NASCAR's Daytona 500: Cash-Crunched Sponsors Reluctant To Pay Teams For Entire Season

Who's That Daytona 500 Driver?

Any sport that stages its Super Bowl at the start of its official season deserves attention. But NASCAR's Daytona 500 on Sunday could still be mighty hard to follow for some casual auto-racing fans.

Recession-bitten sponsors are reluctant to pay racing teams for the entire season, so many drivers are now competing with rotating ads and paint jobs on their cars, USA Today reports. The trend could be driving fans away because the changing designs make it harder to recognize the drivers.

"Absolutely, I think it hurts," NASCAR chief marketing officer Steve Phelps told the paper. "A casual fan watches a race with a car number and paint (scheme) with a particular sponsor, and they watch the next race, and it's a different color."

Even many non-racing folk could recognize Richard Petty for his No. 43 blue and red STP car back in the day. Same with the late Dale Earnhardt, whose black No. 3 car emblazoned with Goodwrench became an icon during NASCAR's mainstream emergence.

For NASCAR's part, the industry has been quick to promote recent sponsorship deals as an indication of a larger economic rebound. But Phelps has made it clear in the past that NASCAR considers the economy not only in the context of its sponsors, but in terms of its potentially struggling fans too.

"With unemployment at high and stubborn, we have to make the race fan feel good about the return that they are getting for their dollar [sic]," Phelps told Minyanville last September. "The fan experience is very important to us. And this focus is showing up in our ratings, which are up year over year across the board."

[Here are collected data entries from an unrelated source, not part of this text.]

//! Dice and taxation.
//!
//! Once per committed turn: two d10, keep the higher. Either die showing 1
//! brings taxation (one d6, two under `taxtax`). A 10 is Crown Day.
//! Otherwise cards matching the roll pay their owners; deeded cards pay a
//! single token. Taxes cap the taxed suit at one token for everyone, after
//! income is credited.

use smallvec::SmallVec;

use super::event::{ClaimHow, Event};
use super::state::{Choice, Roll, TurnState};
use crate::cards::CardCatalogue;
use crate::core::{Dice, PlayerId, Suit, Tokens};

/// Faces on an income die.
pub const INCOME_SIDES: u8 = 10;

/// Faces on a taxation die.
pub const TAX_SIDES: u8 = 6;

/// Primary roll that triggers Crown Day.
pub const CROWN_DAY: u8 = 10;

/// Holdings a taxed suit is capped to.
pub const TAX_CAP: u32 = 1;

/// Roll income and taxation dice.
pub fn roll_dice<D: Dice + ?Sized>(dice: &mut D, tax_dice: usize) -> Roll {
    let faces = [dice.roll(INCOME_SIDES), dice.roll(INCOME_SIDES)];
    let mut taxes = Vec::new();
    if faces.contains(&1) {
        for _ in 0..tax_dice {
            let face = dice.roll(TAX_SIDES);
            if !taxes.contains(&face) {
                taxes.push(face);
            }
        }
    }

    Roll {
        dice: faces,
        primary: faces[0].max(faces[1]),
        taxes,
    }
}

/// Apply a roll to the state opening `state.current`'s turn.
pub fn resolve_roll(state: &mut TurnState, catalogue: &dyn CardCatalogue, roll: Roll) {
    log::info!(
        "{} rolled {}/{} (primary {}), taxes {:?}",
        state.current,
        roll.dice[0],
        roll.dice[1],
        roll.primary,
        roll.taxes
    );
    state.record(Event::Roll {
        dice: roll.dice,
        primary: roll.primary,
        taxes: roll.taxes.clone(),
    });

    if roll.is_crown_day() {
        crown_day(state);
    } else {
        pay_income(state, catalogue, roll.primary);
    }
    tax(state, &roll);

    state.roll = Some(roll);
}

fn crown_day(state: &mut TurnState) {
    let mut total = Tokens::zero();
    let crowns: Vec<(PlayerId, Tokens)> = state.crowns.iter().map(|(p, t)| (p, *t)).collect();
    for (player, tokens) in crowns {
        state.ledger.credit(player, &tokens);
        total += tokens;
    }
    state.record(Event::Claim {
        player: None,
        how: ClaimHow::Crowns,
        tokens: total,
    });
}

fn pay_income(state: &mut TurnState, catalogue: &dyn CardCatalogue, primary: u8) {
    let roller = state.current;
    let players: Vec<PlayerId> = state.ledger.iter().map(|(p, _)| p).collect();

    for player in players {
        let mut income = Tokens::zero();

        for (_, card) in state.board.placed_by(player) {
            if let Some(def) = catalogue.resolve(card).filter(|d| d.pays_on(primary)) {
                for &suit in &def.suits {
                    income[suit] += 1;
                }
            }
        }

        let mut choices = Vec::new();
        for (card, deed) in state.deeds.for_player(player) {
            let Some(def) = catalogue.resolve(card).filter(|d| d.pays_on(primary)) else {
                continue;
            };
            let suit = match (def.suits.as_slice(), deed.preferred) {
                ([only], _) => *only,
                (_, Some(preferred)) => preferred,
                (suits, None) if player == roller => {
                    choices.push(Choice {
                        player,
                        card: card.clone(),
                        suits: SmallVec::from_slice(suits),
                    });
                    continue;
                }
                (suits, None) => fewest_held(state.ledger.holdings(player), suits),
            };
            income[suit] += 1;
        }

        for choice in choices {
            log::debug!("{player} must choose a suit for `{}`", choice.card);
            state.choices.push_back(choice);
        }
        if !income.is_empty() {
            state.ledger.credit(player, &income);
            state.record(Event::Claim {
                player: Some(player),
                how: ClaimHow::Income,
                tokens: income,
            });
        }
    }
}

/// The suit among `suits` with the fewest tokens held, earliest on ties.
#[must_use]
pub fn fewest_held(held: &Tokens, suits: &[Suit]) -> Suit {
    suits
        .iter()
        .copied()
        .min_by_key(|&s| held[s])
        .unwrap_or(Suit::Moons)
}

fn tax(state: &mut TurnState, roll: &Roll) {
    let players: Vec<PlayerId> = state.ledger.iter().map(|(p, _)| p).collect();
    for suit in roll.taxed_suits() {
        for &player in &players {
            let forfeited = state.ledger.cap(player, suit, TAX_CAP);
            if forfeited > 0 {
                state.record(Event::Capture {
                    player,
                    suit,
                    forfeited,
                });
            }
        }
    }
}
//! Card catalogue and draw pile.
//!
//! ## Key Types
//!
//! - `CardId`: String id, rank character plus suit letters
//! - `CardDefinition`: Rank, suits and price
//! - `CardCatalogue`: Lookup trait the rules are written against
//! - `CardRegistry`: The standard deck
//! - `Deck`: Draw pile with draw/remove/shuffle

pub mod deck;
pub mod definition;
pub mod registry;

pub use deck::Deck;
pub use definition::{CardDefinition, CardId, Rank, COURT_VALUE};
pub use registry::{CardCatalogue, CardRegistry, UnknownCard, ACE_PRICE, COURT_PRICE};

That subsequent weak consumer spending in mind, companies have had to turn to less conventional tactics to survive, Ben Schlosser, the chief marketing officer for Richard Childress Racing, told USA Today in a separate report.

"Companies have gotten smarter in the downturn, doing more with less," he said. "The complexity has gone up, but financially, it's the way that we make it work."

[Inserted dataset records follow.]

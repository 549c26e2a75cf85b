//! YouTube caption source.
//!
//! Fetches video metadata and caption tracks with yt-dlp, then downloads
//! and parses the json3 caption format. Manual subtitles are preferred
//! over auto-generated captions.

use super::{TranscriptSegment, TranscriptSource, VideoTranscript};
use crate::error::{GraspError, Result};
use async_trait::async_trait;
use tracing::{debug, instrument, warn};

/// Caption-based transcript source for YouTube videos.
pub struct YoutubeCaptions {
    language: String,
    http: reqwest::Client,
}

impl YoutubeCaptions {
    /// Create a new caption source for the given language.
    pub fn new(language: &str) -> Self {
        Self {
            language: language.to_string(),
            http: reqwest::Client::new(),
        }
    }

    /// Fetch video metadata and caption track listing via yt-dlp.
    async fn fetch_metadata(&self, video_id: &str) -> Result<serde_json::Value> {
        let url = format!("https://www.youtube.com/watch?v={}", video_id);

        let output = tokio::process::Command::new("yt-dlp")
            .args([
                "--dump-json",
                "--no-download",
                "--no-warnings",
                "--ignore-errors",
                &url,
            ])
            .output()
            .await
            .map_err(|e| {
                if e.kind() == std::io::ErrorKind::NotFound {
                    GraspError::ToolNotFound("yt-dlp".to_string())
                } else {
                    GraspError::VideoSource(format!("Failed to run yt-dlp: {}", e))
                }
            })?;

        if !output.status.success() {
            let stderr = String::from_utf8_lossy(&output.stderr);
            return Err(GraspError::NotFound(format!(
                "Video {} not found or unavailable: {}",
                video_id, stderr
            )));
        }

        let json_str = String::from_utf8_lossy(&output.stdout);
        serde_json::from_str(&json_str)
            .map_err(|e| GraspError::VideoSource(format!("Failed to parse yt-dlp output: {}", e)))
    }
}

#[async_trait]
impl TranscriptSource for YoutubeCaptions {
    #[instrument(skip(self))]
    async fn fetch(&self, video_id: &str) -> Result<VideoTranscript> {
        let info = self.fetch_metadata(video_id).await?;

        let title = info["title"].as_str().unwrap_or("Unknown Title").to_string();
        let duration_seconds = info["duration"].as_f64().unwrap_or(0.0) as i64;

        let caption_url = select_caption_url(&info, &self.language).ok_or_else(|| {
            GraspError::VideoSource(format!(
                "No {} captions available for video {}",
                self.language, video_id
            ))
        })?;

        debug!("Downloading caption track for {}", video_id);
        let body = self
            .http
            .get(&caption_url)
            .send()
            .await?
            .error_for_status()?
            .text()
            .await?;

        let segments = parse_json3(&body)?;
        if segments.is_empty() {
            warn!("Caption track for {} contained no usable segments", video_id);
            return Err(GraspError::VideoSource(format!(
                "Empty caption track for video {}",
                video_id
            )));
        }

        Ok(VideoTranscript {
            video_id: video_id.to_string(),
            title,
            duration_seconds,
            segments,
        })
    }
}

/// Pick a json3 caption track URL, preferring manual subtitles over
/// auto-generated captions.
fn select_caption_url(info: &serde_json::Value, language: &str) -> Option<String> {
    for key in ["subtitles", "automatic_captions"] {
        let Some(tracks) = info[key][language].as_array() else {
            continue;
        };
        if let Some(url) = tracks
            .iter()
            .find(|t| t["ext"].as_str() == Some("json3"))
            .and_then(|t| t["url"].as_str())
        {
            return Some(url.to_string());
        }
    }
    None
}

/// Parse the json3 caption format into timed segments.
///
/// Events carry `segs[].utf8` text fragments with `tStartMs`/`dDurationMs`
/// millisecond timings; events without text are skipped.
fn parse_json3(body: &str) -> Result<Vec<TranscriptSegment>> {
    let data: serde_json::Value = serde_json::from_str(body)?;

    let mut segments = Vec::new();
    let events = data["events"].as_array().cloned().unwrap_or_default();

    for event in events {
        let Some(segs) = event["segs"].as_array() else {
            continue;
        };
        let text: String = segs
            .iter()
            .filter_map(|s| s["utf8"].as_str())
            .collect();
        if text.trim().is_empty() {
            continue;
        }

        segments.push(TranscriptSegment {
            text,
            start: event["tStartMs"].as_f64().unwrap_or(0.0) / 1000.0,
            duration: event["dDurationMs"].as_f64().unwrap_or(0.0) / 1000.0,
        });
    }

    Ok(segments)
}

#[cfg(test)]
mod tests {
    use super::*;

    #[test]
    fn test_parse_json3() {
        let body = r#"{
            "events": [
                {"tStartMs": 0, "dDurationMs": 2000, "segs": [{"utf8": "Hello "}, {"utf8": "world"}]},
                {"tStartMs": 2000, "dDurationMs": 1000},
                {"tStartMs": 3000, "dDurationMs": 2500, "segs": [{"utf8": "\n"}]},
                {"tStartMs": 5500, "dDurationMs": 1500, "segs": [{"utf8": "Goodbye"}]}
            ]
        }"#;

        let segments = parse_json3(body).unwrap();
        assert_eq!(segments.len(), 2);
        assert_eq!(segments[0].text, "Hello world");
        assert_eq!(segments[0].start, 0.0);
        assert_eq!(segments[0].duration, 2.0);
        assert_eq!(segments[1].text, "Goodbye");
        assert_eq!(segments[1].start, 5.5);
    }

    #[test]
    fn test_parse_json3_no_events() {
        assert!(parse_json3("{}").unwrap().is_empty());
    }

    #[test]
    fn test_select_caption_url_prefers_manual() {
        let info: serde_json::Value = serde_json::from_str(
            r#"{
                "subtitles": {"en": [
                    {"ext": "vtt", "url": "https://example.com/manual.vtt"},
                    {"ext": "json3", "url": "https://example.com/manual.json3"}
                ]},
                "automatic_captions": {"en": [
                    {"ext": "json3", "url": "https://example.com/auto.json3"}
                ]}
            }"#,
        )
        .unwrap();

        assert_eq!(
            select_caption_url(&info, "en").as_deref(),
            Some("https://example.com/manual.json3")
        );
    }

    #[test]
    fn test_select_caption_url_falls_back_to_auto() {
        let info: serde_json::Value = serde_json::from_str(
            r#"{
                "subtitles": {},
                "automatic_captions": {"en": [
                    {"ext": "json3", "url": "https://example.com/auto.json3"}
                ]}
            }"#,
        )
        .unwrap();

        assert_eq!(
            select_caption_url(&info, "en").as_deref(),
            Some("https://example.com/auto.json3")
        );
        assert_eq!(select_caption_url(&info, "de"), None);
    }
}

But race car driving isn't the only sport that's been hurt by a dip in sponsorship dollars. In 2009, during the height of the recession, North American companies scaled way back on sponsorship spending for sports, arts and entertainment, according to a January 2009 Reuters report.

Godwin Kelly, motorsports editor for the Daytona Beach News-Journal, noted the NASCAR pattern last season and called the piecemeal advertising deals "unsettling." Sponsors used to fork over between $15 million to $20 million at NASCAR's peak, the USA Today article noted. Not anymore.

Kelly also mentioned the empty grandstand seats and low-octane TV ratings for a while. But Nascar is apparently rebounding. Propped up by a $4.5 billion deal it struck in 2005 with Fox, ESPN and Turner Sports, it increased TV viewership in 2011 after losing a quarter of its audience between 2006 and 2010.

Now NASCAR needs to make sure even its less-ardent fans know who's driving in what car.